■ **Exercise inputs**:
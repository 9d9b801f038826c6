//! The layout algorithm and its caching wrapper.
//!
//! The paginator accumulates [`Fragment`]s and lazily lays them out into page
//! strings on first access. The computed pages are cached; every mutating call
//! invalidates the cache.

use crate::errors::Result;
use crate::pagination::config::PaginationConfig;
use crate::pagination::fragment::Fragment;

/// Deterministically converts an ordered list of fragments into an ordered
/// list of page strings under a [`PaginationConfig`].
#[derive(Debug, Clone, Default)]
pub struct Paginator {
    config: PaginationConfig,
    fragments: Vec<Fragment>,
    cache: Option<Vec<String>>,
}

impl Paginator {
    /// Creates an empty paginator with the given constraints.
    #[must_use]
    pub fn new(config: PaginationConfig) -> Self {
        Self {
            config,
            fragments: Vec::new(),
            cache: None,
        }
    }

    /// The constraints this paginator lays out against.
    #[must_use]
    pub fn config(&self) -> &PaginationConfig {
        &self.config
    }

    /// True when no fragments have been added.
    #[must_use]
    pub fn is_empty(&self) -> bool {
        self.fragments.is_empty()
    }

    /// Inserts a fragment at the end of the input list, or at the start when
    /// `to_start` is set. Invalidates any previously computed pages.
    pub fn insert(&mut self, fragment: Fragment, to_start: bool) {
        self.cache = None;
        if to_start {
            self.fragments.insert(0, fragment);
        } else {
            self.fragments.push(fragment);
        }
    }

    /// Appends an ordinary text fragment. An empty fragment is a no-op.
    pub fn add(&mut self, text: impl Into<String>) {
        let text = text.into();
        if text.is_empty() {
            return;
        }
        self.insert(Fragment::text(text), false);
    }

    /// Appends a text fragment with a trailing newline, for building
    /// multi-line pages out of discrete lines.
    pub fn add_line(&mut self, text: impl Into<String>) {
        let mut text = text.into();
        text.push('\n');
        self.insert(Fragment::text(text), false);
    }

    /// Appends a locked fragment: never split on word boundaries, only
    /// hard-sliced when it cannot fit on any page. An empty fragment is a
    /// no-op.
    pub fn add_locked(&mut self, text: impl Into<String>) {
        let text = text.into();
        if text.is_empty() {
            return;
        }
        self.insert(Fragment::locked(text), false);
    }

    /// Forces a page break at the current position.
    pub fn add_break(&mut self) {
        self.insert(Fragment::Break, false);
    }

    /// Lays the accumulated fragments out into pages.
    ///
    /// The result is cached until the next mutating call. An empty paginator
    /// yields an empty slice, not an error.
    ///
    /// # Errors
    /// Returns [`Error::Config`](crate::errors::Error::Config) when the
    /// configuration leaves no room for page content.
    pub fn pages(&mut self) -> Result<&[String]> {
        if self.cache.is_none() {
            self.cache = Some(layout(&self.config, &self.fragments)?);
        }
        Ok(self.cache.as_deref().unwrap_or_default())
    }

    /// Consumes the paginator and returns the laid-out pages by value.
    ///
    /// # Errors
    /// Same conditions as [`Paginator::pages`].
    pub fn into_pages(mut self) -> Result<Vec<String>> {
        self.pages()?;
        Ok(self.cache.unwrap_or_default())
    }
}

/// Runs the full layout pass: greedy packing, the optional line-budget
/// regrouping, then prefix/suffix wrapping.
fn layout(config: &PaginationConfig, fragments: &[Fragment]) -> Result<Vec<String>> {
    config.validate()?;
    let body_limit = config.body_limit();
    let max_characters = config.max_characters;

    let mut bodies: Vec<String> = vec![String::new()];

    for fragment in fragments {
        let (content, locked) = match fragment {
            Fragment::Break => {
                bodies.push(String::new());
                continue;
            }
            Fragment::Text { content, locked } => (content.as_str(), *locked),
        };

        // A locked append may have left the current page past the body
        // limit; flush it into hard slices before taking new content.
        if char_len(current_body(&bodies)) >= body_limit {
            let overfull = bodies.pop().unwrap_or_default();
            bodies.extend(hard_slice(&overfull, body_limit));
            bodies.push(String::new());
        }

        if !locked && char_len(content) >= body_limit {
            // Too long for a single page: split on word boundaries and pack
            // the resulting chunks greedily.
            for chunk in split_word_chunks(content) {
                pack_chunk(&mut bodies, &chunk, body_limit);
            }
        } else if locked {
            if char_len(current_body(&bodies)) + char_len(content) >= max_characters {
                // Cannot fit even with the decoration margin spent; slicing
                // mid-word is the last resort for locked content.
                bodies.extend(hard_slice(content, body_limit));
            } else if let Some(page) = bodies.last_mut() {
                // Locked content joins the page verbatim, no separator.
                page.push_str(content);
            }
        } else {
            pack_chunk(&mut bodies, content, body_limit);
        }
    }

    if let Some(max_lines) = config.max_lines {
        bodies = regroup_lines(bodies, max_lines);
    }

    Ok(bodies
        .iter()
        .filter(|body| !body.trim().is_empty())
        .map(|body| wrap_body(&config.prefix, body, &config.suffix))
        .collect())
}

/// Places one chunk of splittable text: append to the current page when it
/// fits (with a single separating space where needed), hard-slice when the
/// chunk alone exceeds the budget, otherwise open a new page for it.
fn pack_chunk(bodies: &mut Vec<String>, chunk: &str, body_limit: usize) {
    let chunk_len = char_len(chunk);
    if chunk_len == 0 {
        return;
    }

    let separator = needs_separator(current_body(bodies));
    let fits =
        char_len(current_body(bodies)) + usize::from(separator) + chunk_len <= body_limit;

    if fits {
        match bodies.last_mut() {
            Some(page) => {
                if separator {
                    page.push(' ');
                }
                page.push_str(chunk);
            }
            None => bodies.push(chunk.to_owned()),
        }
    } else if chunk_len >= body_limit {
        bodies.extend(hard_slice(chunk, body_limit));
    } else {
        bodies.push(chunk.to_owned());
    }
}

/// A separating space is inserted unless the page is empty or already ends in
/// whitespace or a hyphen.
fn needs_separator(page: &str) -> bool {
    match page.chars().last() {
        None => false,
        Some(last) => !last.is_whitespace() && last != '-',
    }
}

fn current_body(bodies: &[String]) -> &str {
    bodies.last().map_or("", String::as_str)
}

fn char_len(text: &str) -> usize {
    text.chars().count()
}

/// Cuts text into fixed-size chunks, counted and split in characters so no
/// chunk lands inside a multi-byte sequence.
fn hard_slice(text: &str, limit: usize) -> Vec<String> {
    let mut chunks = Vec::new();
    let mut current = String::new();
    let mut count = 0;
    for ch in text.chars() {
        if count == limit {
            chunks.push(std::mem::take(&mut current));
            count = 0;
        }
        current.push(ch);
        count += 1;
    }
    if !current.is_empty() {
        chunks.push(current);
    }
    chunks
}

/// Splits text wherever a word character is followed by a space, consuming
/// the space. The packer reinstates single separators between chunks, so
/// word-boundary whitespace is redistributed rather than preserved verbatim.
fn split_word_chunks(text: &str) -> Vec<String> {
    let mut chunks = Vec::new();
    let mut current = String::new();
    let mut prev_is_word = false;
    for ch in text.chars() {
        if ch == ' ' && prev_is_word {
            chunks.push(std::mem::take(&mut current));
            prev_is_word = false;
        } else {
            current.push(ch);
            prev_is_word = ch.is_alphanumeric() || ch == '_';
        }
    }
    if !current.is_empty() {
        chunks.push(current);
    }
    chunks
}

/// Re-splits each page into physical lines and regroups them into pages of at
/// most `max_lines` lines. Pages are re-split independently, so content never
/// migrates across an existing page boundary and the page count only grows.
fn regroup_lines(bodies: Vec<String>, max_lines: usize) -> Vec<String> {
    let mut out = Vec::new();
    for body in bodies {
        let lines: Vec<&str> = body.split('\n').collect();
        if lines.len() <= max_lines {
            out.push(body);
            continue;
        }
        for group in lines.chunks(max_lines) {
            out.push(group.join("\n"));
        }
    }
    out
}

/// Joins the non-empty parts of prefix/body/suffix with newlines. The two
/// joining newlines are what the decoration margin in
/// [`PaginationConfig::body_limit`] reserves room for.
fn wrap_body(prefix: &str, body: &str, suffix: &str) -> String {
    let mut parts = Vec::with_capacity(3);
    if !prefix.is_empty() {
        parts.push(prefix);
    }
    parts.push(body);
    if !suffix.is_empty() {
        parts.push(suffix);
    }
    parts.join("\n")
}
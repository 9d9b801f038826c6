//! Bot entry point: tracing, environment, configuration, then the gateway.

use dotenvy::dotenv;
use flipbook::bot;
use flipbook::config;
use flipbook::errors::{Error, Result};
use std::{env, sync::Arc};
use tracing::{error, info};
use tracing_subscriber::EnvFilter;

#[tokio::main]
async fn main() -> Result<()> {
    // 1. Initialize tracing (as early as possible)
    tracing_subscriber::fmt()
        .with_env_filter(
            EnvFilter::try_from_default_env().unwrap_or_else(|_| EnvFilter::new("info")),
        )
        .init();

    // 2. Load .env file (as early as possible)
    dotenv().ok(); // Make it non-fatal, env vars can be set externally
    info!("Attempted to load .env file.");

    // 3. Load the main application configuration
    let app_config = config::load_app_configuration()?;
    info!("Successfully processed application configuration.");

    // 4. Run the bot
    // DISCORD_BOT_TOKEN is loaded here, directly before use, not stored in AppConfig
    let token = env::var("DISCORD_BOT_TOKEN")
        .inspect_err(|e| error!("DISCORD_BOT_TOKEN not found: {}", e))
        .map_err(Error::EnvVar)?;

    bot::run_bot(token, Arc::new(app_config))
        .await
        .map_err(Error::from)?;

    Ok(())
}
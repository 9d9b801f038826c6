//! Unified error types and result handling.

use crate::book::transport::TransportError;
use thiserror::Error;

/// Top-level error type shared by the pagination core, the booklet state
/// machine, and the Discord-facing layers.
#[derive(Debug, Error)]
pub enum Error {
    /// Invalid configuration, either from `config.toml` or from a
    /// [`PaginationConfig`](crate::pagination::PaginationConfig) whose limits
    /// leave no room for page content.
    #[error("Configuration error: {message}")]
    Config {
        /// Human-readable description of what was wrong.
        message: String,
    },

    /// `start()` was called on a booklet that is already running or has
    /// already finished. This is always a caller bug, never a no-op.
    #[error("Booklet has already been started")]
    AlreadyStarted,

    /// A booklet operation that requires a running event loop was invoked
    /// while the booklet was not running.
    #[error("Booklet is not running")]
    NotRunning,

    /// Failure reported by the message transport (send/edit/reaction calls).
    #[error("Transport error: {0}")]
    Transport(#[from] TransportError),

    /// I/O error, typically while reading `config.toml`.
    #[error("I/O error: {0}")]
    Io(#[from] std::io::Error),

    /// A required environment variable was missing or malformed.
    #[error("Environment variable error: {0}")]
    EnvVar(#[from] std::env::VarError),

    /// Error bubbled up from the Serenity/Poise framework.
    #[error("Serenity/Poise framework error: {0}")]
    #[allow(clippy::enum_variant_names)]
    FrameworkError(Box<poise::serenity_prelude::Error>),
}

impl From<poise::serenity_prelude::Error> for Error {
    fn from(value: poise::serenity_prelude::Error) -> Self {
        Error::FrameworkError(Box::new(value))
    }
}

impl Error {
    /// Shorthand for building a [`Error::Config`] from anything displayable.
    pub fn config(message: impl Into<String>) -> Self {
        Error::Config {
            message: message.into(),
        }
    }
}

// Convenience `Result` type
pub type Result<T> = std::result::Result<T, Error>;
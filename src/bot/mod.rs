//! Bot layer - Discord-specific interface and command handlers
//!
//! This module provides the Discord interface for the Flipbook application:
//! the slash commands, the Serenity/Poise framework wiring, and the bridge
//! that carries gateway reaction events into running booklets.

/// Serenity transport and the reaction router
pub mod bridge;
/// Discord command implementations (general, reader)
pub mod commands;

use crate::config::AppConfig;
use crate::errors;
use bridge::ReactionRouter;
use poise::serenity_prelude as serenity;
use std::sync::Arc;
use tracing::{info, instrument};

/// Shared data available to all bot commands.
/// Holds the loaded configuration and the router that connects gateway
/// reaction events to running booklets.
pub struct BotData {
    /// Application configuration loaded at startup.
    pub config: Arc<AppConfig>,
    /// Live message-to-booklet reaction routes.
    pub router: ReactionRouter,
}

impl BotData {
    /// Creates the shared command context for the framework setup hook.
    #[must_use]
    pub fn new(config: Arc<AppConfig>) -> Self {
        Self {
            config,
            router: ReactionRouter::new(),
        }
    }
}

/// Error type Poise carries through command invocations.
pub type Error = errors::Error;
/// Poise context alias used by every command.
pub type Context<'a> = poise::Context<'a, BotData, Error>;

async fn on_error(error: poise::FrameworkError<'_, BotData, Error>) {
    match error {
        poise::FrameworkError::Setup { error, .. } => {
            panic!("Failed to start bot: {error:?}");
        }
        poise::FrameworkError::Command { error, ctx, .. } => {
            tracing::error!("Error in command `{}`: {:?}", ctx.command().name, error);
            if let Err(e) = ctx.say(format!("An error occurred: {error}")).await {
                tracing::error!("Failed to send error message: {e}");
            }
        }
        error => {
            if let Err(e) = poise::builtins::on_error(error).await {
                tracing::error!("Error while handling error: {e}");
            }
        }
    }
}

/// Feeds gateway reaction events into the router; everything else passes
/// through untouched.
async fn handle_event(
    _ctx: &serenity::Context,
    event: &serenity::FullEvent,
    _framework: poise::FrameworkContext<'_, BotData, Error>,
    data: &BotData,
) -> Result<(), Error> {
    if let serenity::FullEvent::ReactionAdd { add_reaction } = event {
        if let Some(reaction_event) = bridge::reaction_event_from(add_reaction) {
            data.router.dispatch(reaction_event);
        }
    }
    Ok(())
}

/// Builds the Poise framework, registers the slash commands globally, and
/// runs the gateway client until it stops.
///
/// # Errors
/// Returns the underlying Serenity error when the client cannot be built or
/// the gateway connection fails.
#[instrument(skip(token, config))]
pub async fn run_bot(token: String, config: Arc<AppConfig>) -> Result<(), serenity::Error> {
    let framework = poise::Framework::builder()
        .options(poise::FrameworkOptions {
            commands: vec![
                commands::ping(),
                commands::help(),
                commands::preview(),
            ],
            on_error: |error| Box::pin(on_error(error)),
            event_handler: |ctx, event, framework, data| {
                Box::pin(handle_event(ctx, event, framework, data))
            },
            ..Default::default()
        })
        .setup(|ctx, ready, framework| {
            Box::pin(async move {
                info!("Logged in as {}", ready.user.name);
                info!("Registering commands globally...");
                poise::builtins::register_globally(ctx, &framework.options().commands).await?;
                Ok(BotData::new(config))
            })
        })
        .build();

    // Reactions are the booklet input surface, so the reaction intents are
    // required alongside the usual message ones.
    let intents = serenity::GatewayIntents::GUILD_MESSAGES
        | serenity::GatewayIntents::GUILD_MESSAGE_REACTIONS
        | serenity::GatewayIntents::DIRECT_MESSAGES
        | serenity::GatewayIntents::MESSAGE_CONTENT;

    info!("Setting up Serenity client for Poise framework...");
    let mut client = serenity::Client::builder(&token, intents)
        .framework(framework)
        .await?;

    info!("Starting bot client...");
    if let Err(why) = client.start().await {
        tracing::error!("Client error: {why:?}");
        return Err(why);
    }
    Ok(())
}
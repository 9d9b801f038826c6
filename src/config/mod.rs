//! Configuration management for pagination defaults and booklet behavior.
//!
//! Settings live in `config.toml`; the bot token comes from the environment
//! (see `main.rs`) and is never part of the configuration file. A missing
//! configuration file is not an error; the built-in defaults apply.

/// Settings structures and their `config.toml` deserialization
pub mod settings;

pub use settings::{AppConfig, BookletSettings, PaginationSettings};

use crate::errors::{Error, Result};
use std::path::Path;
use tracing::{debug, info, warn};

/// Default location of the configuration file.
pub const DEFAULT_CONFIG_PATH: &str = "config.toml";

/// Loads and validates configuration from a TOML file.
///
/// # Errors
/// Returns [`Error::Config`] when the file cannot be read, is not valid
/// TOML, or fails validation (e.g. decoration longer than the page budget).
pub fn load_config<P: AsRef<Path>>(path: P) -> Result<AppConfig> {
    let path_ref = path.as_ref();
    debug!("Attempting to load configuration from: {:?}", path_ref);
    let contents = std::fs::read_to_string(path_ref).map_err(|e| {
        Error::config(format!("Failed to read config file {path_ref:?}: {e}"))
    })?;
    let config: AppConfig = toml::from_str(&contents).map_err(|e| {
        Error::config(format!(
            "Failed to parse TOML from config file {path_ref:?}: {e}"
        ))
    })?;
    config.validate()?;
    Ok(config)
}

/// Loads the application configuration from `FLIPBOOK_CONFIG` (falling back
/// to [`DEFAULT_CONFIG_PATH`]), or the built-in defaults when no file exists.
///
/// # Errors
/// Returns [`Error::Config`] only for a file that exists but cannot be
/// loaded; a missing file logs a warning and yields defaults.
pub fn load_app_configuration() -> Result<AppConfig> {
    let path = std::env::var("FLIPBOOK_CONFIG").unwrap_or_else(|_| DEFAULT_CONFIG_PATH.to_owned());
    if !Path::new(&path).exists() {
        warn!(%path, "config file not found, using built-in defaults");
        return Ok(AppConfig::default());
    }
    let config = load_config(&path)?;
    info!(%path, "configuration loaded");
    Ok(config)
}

■ **Instructions for the task**: Return the material exactly as it stands above, but only from its first line to the line containing "of discrete lines.", both ends included.

■ **Response for this exercise**:
repository 9d9b801f038826c6
//! The layout algorithm and its caching wrapper.
//!
//! The paginator accumulates [`Fragment`]s and lazily lays them out into page
//! strings on first access. The computed pages are cached; every mutating call
//! invalidates the cache.

use crate::errors::Result;
use crate::pagination::config::PaginationConfig;
use crate::pagination::fragment::Fragment;

/// Deterministically converts an ordered list of fragments into an ordered
/// list of page strings under a [`PaginationConfig`].
#[derive(Debug, Clone, Default)]
pub struct Paginator {
    config: PaginationConfig,
    fragments: Vec<Fragment>,
    cache: Option<Vec<String>>,
}

impl Paginator {
    /// Creates an empty paginator with the given constraints.
    #[must_use]
    pub fn new(config: PaginationConfig) -> Self {
        Self {
            config,
            fragments: Vec::new(),
            cache: None,
        }
    }

    /// The constraints this paginator lays out against.
    #[must_use]
    pub fn config(&self) -> &PaginationConfig {
        &self.config
    }

    /// True when no fragments have been added.
    #[must_use]
    pub fn is_empty(&self) -> bool {
        self.fragments.is_empty()
    }

    /// Inserts a fragment at the end of the input list, or at the start when
    /// `to_start` is set. Invalidates any previously computed pages.
    pub fn insert(&mut self, fragment: Fragment, to_start: bool) {
        self.cache = None;
        if to_start {
            self.fragments.insert(0, fragment);
        } else {
            self.fragments.push(fragment);
        }
    }

    /// Appends an ordinary text fragment. An empty fragment is a no-op.
    pub fn add(&mut self, text: impl Into<String>) {
        let text = text.into();
        if text.is_empty() {
            return;
        }
        self.insert(Fragment::text(text), false);
    }

    /// Appends a text fragment with a trailing newline, for building
    /// multi-line pages out of discrete lines.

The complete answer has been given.